第15話 いざ王城へ そしてメイドは……

 メロディが転生したこの世界の暦は、原則的に日本――ひいては地球と酷似している。


 一年は三百六十五日。

 週や月の概念も同じで、王立学園入学式を迎える現在は四月、春である。

 中世ヨーロッパを思わせる世界観ながら、入学式を春に開催するとはこれいかに。

 一般的にヨーロッパでは入学式は秋に開催されるイベントなのだ。


 やはり日本製の乙女ゲームに酷似しているせいだろうか。


 とはいえ、日本の学校文化を持ちつつも、貴族制度を有するテオラス王国には社交シーズンというものが存在する。期間は十二月から八月で、四月現在は社交シーズン真っ盛りであった。


 それに伴い王城では国王主催の舞踏会が年三回開催される。

 社交界シーズン開始の十二月と終了の八月。

 そして、王立学園入学式が開催される四月である。


 特に四月に開催される舞踏会は特別で、満十五歳を迎え王立学園に入学した貴族子女の社交界デビューの場でもあった。


 デビュタント――社交界デビューを迎える娘達は、こぞって美しい衣装を身に纏い舞踏会へ足を運ぶことが慣例となっていた。

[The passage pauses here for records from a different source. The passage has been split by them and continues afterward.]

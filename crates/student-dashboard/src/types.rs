//! Derived views computed from the cleaned table.
//!
//! Every type here is a read-only snapshot: it is computed once by the
//! aggregator and then consumed by both the chart renderer and the report
//! builder.

use crate::schema::PerformanceBand;
use polars::prelude::DataFrame;
use serde::{Deserialize, Serialize};

/// Per-column missing value counts, sorted descending by count.
#[derive(Debug, Clone, Default, PartialEq, Serialize, Deserialize)]
pub struct MissingCounts {
    pub entries: Vec<(String, usize)>,
}

impl MissingCounts {
    /// Total number of missing cells across all columns.
    pub fn total(&self) -> usize {
        self.entries.iter().map(|(_, count)| count).sum()
    }

    /// Missing count for one column, if the column exists.
    pub fn get(&self, column: &str) -> Option<usize> {
        self.entries
            .iter()
            .find(|(name, _)| name == column)
            .map(|(_, count)| *count)
    }
}

/// Quality facts about the table as loaded, before any filling.
#[derive(Debug, Clone, Default, PartialEq, Serialize, Deserialize)]
pub struct DataQuality {
    pub duplicate_rows: usize,
    pub missing: MissingCounts,
}

/// Mean statistics for one group of an [`AggregateView`].
#[derive(Debug, Clone, PartialEq, Serialize, Deserialize)]
pub struct GroupMeans {
    pub key: String,
    /// Number of rows in the group.
    pub count: usize,
    pub math: f64,
    pub reading: f64,
    pub writing: f64,
    pub average: f64,
}

impl GroupMeans {
    /// The four metrics in [`crate::schema::METRIC_COLUMNS`] order.
    pub fn metrics(&self) -> [f64; 4] {
        [self.math, self.reading, self.writing, self.average]
    }
}

/// Grouped mean statistics over one categorical column.
#[derive(Debug, Clone, PartialEq, Serialize, Deserialize)]
pub struct AggregateView {
    /// Canonical name of the grouping column.
    pub column: String,
    /// Groups sorted by key.
    pub groups: Vec<GroupMeans>,
}

/// Row counts per performance band, always in band order.
#[derive(Debug, Clone, PartialEq, Serialize, Deserialize)]
pub struct BandCounts {
    pub counts: [(PerformanceBand, usize); 4],
}

impl BandCounts {
    pub fn total(&self) -> usize {
        self.counts.iter().map(|(_, count)| count).sum()
    }
}

/// First N rows of the table ranked descending by one numeric column.
#[derive(Debug, Clone)]
pub struct TopNView {
    /// Column the rows were ranked by.
    pub column: String,
    pub rows: DataFrame,
}

/// Everything the chart renderer and report builder need, computed once.
#[derive(Debug, Clone)]
pub struct DashboardSummary {
    pub quality: DataQuality,
    pub by_gender: AggregateView,
    pub by_race: AggregateView,
    pub by_prep: AggregateView,
    pub bands: BandCounts,
    pub top_by_average: TopNView,
    pub top_by_math: TopNView,
}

 ただし、『貧乏貴族』と名高いルトルバーグ家には、いくら社交界デビューとはいえ娘を着飾らせる余裕などあるはずもなかった。



 あるメイドが現れるまでは――。



 入学式を終えたルシアナ一行は、全ての行程を終えるとその足で帰路についた。

 ルシアナに忘れ物を届けに学園に来ていたメロディも彼らの馬車に同乗させてもらった。

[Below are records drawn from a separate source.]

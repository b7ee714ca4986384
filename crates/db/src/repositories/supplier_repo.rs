//! Repository for the `suppliers` table.

use sqlx::PgPool;
use warehub_core::types::DbId;

use crate::models::directory::{CreateSupplier, Supplier, UpdateSupplier};

const COLUMNS: &str = "id, name, inn, address, phone, email, contact_person, visitor_id, \
                       created_at, updated_at";

/// Provides CRUD operations for suppliers.
pub struct SupplierRepo;

impl SupplierRepo {
    pub async fn create(pool: &PgPool, input: &CreateSupplier) -> Result<Supplier, sqlx::Error> {
        let query = format!(
            "INSERT INTO suppliers (name, inn, address, phone, email, contact_person, visitor_id)
             VALUES ($1, $2, $3, $4, $5, $6, $7)
             RETURNING {COLUMNS}"
        );
        sqlx::query_as::<_, Supplier>(&query)
            .bind(&input.name)
            .bind(&input.inn)
            .bind(&input.address)
            .bind(&input.phone)
            .bind(&input.email)
            .bind(&input.contact_person)
            .bind(input.visitor_id)
            .fetch_one(pool)
            .await
    }

    pub async fn find_by_id(pool: &PgPool, id: DbId) -> Result<Option<Supplier>, sqlx::Error> {
        let query = format!("SELECT {COLUMNS} FROM suppliers WHERE id = $1");
        sqlx::query_as::<_, Supplier>(&query)
            .bind(id)
            .fetch_optional(pool)
            .await
    }

    /// The supplier record a visitor account acts for, if linked.
    pub async fn find_by_visitor(
        pool: &PgPool,
        visitor_id: DbId,
    ) -> Result<Option<Supplier>, sqlx::Error> {
        let query = format!("SELECT {COLUMNS} FROM suppliers WHERE visitor_id = $1");
        sqlx::query_as::<_, Supplier>(&query)
            .bind(visitor_id)
            .fetch_optional(pool)
            .await
    }

    /// List suppliers ordered by name, optionally filtered like
    /// [`ClientRepo::list`](super::ClientRepo::list).
    pub async fn list(pool: &PgPool, q: Option<&str>) -> Result<Vec<Supplier>, sqlx::Error> {
        let query = format!(
            "SELECT {COLUMNS} FROM suppliers
             WHERE ($1::TEXT IS NULL OR name ILIKE '%' || $1 || '%' OR inn LIKE $1 || '%')
             ORDER BY name ASC"
        );
        sqlx::query_as::<_, Supplier>(&query)
            .bind(q)
            .fetch_all(pool)
            .await
    }

    pub async fn update(
        pool: &PgPool,
        id: DbId,
        input: &UpdateSupplier,
    ) -> Result<Option<Supplier>, sqlx::Error> {
        let query = format!(
            "UPDATE suppliers SET
                name = COALESCE($2, name),
                inn = COALESCE($3, inn),
                address = COALESCE($4, address),
                phone = COALESCE($5, phone),
                email = COALESCE($6, email),
                contact_person = COALESCE($7, contact_person)
             WHERE id = $1
             RETURNING {COLUMNS}"
        );
        sqlx::query_as::<_, Supplier>(&query)
            .bind(id)
            .bind(&input.name)
            .bind(&input.inn)
            .bind(&input.address)
            .bind(&input.phone)
            .bind(&input.email)
            .bind(&input.contact_person)
            .fetch_optional(pool)
            .await
    }

    pub async fn delete(pool: &PgPool, id: DbId) -> Result<bool, sqlx::Error> {
        let result = sqlx::query("DELETE FROM suppliers WHERE id = $1")
            .bind(id)
            .execute(pool)
            .await?;
        Ok(result.rows_affected() > 0)
    }
}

 昼食を終えたルシアナとマリアンナはすぐに舞踏会の衣装合わせを始める。

 女性の着付けには時間が掛かる。夕方の五時には迎えの馬車が来るのだから、すぐにでも始めなければならないのだ。


「我が身はひとつにあらず『分身アルテレーゴ』」


 この時ばかりはメロディも分身を要する。

 乙女の支度に『パパっと』などありはしないのだ。

 ルシアナとマリアンナはそれぞれの部屋で肌のお手入れやマッサージなどを受けると、ドレスに着替えた。

 それが終わると化粧を施し、最後に髪の毛を整えれば――。


「完成です!」


「……これが、私?」


 姿見に映る自身の姿を、ルシアナは呆然と見入っていた。

 それはまさに、『舞踏会クオリティー』と言って間違いない完璧な仕上がりだった。

 ひと目で分かる瑞々しくハリのある白い肌。

 かつての乾燥肌の痕跡などどこにも残っていない。

 白いながらも血色よく見える頬はコーラルピンクのチークだろうか。

 ベビーピンクの口紅が彼女の愛らしいくちびるに自然なツヤとぷるんとした柔らかさを演出している。

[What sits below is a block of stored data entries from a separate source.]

//! Repository for the `visitors` and `visitor_verifications` tables.

use sqlx::PgPool;
use warehub_core::types::{DbId, Timestamp};

use crate::models::visitor::{CreateVerification, Verification, Visitor};

const COLUMNS: &str = "id, email, password_hash, full_name, phone, role_id, is_active, \
                       last_login_at, created_at, updated_at";

const VERIFICATION_COLUMNS: &str = "id, email, code_hash, password_hash, full_name, phone, \
                                    role_id, attempts, expires_at, sent_at, created_at";

/// Provides operations on visitor accounts.
pub struct VisitorRepo;

impl VisitorRepo {
    pub async fn find_by_id(pool: &PgPool, id: DbId) -> Result<Option<Visitor>, sqlx::Error> {
        let query = format!("SELECT {COLUMNS} FROM visitors WHERE id = $1");
        sqlx::query_as::<_, Visitor>(&query)
            .bind(id)
            .fetch_optional(pool)
            .await
    }

    /// Find a visitor by e-mail. Callers pass the normalised (lower-cased) address.
    pub async fn find_by_email(pool: &PgPool, email: &str) -> Result<Option<Visitor>, sqlx::Error> {
        let query = format!("SELECT {COLUMNS} FROM visitors WHERE email = $1");
        sqlx::query_as::<_, Visitor>(&query)
            .bind(email)
            .fetch_optional(pool)
            .await
    }

    pub async fn record_login(pool: &PgPool, id: DbId) -> Result<(), sqlx::Error> {
        sqlx::query("UPDATE visitors SET last_login_at = NOW() WHERE id = $1")
            .bind(id)
            .execute(pool)
            .await?;
        Ok(())
    }

    /// Turn a pending verification into a visitor account.
    ///
    /// Runs in a transaction: the visitor row is inserted from the pending
    /// row's fields and the pending row is deleted.
    pub async fn create_from_verification(
        pool: &PgPool,
        verification_id: DbId,
    ) -> Result<Visitor, sqlx::Error> {
        let mut tx = pool.begin().await?;

        let query = format!(
            "INSERT INTO visitors (email, password_hash, full_name, phone, role_id)
             SELECT email, password_hash, full_name, phone, role_id
             FROM visitor_verifications WHERE id = $1
             RETURNING {COLUMNS}"
        );
        let visitor = sqlx::query_as::<_, Visitor>(&query)
            .bind(verification_id)
            .fetch_one(&mut *tx)
            .await?;

        sqlx::query("DELETE FROM visitor_verifications WHERE id = $1")
            .bind(verification_id)
            .execute(&mut *tx)
            .await?;

        tx.commit().await?;
        Ok(visitor)
    }
}

/// Provides operations on pending visitor registrations.
pub struct VerificationRepo;

impl VerificationRepo {
    /// Insert a pending registration, or replace the one already pending for
    /// the same e-mail (new code, attempts reset).
    pub async fn upsert(
        pool: &PgPool,
        input: &CreateVerification,
    ) -> Result<Verification, sqlx::Error> {
        let query = format!(
            "INSERT INTO visitor_verifications
                (email, code_hash, password_hash, full_name, phone, role_id, expires_at)
             VALUES ($1, $2, $3, $4, $5, $6, $7)
             ON CONFLICT (email) DO UPDATE SET
                code_hash = EXCLUDED.code_hash,
                password_hash = EXCLUDED.password_hash,
                full_name = EXCLUDED.full_name,
                phone = EXCLUDED.phone,
                role_id = EXCLUDED.role_id,
                expires_at = EXCLUDED.expires_at,
                attempts = 0,
                sent_at = NOW()
             RETURNING {VERIFICATION_COLUMNS}"
        );
        sqlx::query_as::<_, Verification>(&query)
            .bind(&input.email)
            .bind(&input.code_hash)
            .bind(&input.password_hash)
            .bind(&input.full_name)
            .bind(&input.phone)
            .bind(input.role_id)
            .bind(input.expires_at)
            .fetch_one(pool)
            .await
    }

    pub async fn find_by_email(
        pool: &PgPool,
        email: &str,
    ) -> Result<Option<Verification>, sqlx::Error> {
        let query =
            format!("SELECT {VERIFICATION_COLUMNS} FROM visitor_verifications WHERE email = $1");
        sqlx::query_as::<_, Verification>(&query)
            .bind(email)
            .fetch_optional(pool)
            .await
    }

    /// Spend one verification attempt, returning the row as updated.
    ///
    /// The counter only moves while it is below `max_attempts`, so concurrent
    /// callers can never spend more than the limit. `None` means the attempts
    /// are used up (or the row is gone).
    pub async fn claim_attempt(
        pool: &PgPool,
        id: DbId,
        max_attempts: i32,
    ) -> Result<Option<Verification>, sqlx::Error> {
        let query = format!(
            "UPDATE visitor_verifications SET attempts = attempts + 1
             WHERE id = $1 AND attempts < $2
             RETURNING {VERIFICATION_COLUMNS}"
        );
        sqlx::query_as::<_, Verification>(&query)
            .bind(id)
            .bind(max_attempts)
            .fetch_optional(pool)
            .await
    }

    /// Issue a new code for an existing pending registration.
    pub async fn refresh_code(
        pool: &PgPool,
        id: DbId,
        code_hash: &str,
        expires_at: Timestamp,
    ) -> Result<(), sqlx::Error> {
        sqlx::query(
            "UPDATE visitor_verifications
             SET code_hash = $2, expires_at = $3, attempts = 0, sent_at = NOW()
             WHERE id = $1",
        )
        .bind(id)
        .bind(code_hash)
        .bind(expires_at)
        .execute(pool)
        .await?;
        Ok(())
    }

    /// Delete pending registrations whose code expired before `cutoff`.
    pub async fn delete_expired(pool: &PgPool, cutoff: Timestamp) -> Result<u64, sqlx::Error> {
        let result = sqlx::query("DELETE FROM visitor_verifications WHERE expires_at < $1")
            .bind(cutoff)
            .execute(pool)
            .await?;
        Ok(result.rows_affected())
    }
}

 陽光を思わせる金の髪は、ラメを散りばめたわけでもないのにキラキラと輝いて見える。

 きつめにカールされた髪は、耳から上の後ろ髪をひとつにまとめられ、優雅な巻き髪が背中で揺れている。

 おかげで、華やかで大人っぽい印象を生み出すことができた。

 身に纏っているのは淡い水色と碧色を組み合わせた、グラデーションが美麗なオフショルダーのドレスだ。背中も肩甲骨のあたりまでぱっくり開いてなかなか大胆な作りになっている。


 鏡の前でくるくる回るルシアナ。さながら森で踊る妖精といったところだろうか。


「お嬢様、大変お綺麗です」


「……ありがとう、メロディ」


 メロディがいなければ、これほど美しい出で立ちで舞踏会に臨むことはできなかっただろう。


 ルシアナの心を込めたお礼の言葉に、メロディは優しく微笑むだけだった。


 後に訪れた伯爵夫妻は、娘の見事な仕上がり具合に感嘆の声を漏らす。

 二人もまたメロディに礼を告げるが、それに対しても彼女は「恐れ入ります」と返礼するだけだった。


(よし、かんぺき! 初・舞踏会仕様メイク! 奥様もお嬢様もいい仕上がりだわ!)


 慎み深い優しい微笑みの下で結構浮かれているなど知る由もない三人であった。


 ちなみに、マリアンナは淑女らしく髪を後ろにまとめ、濃い緑色と白色を組み合わせたドレスを身に纏っている。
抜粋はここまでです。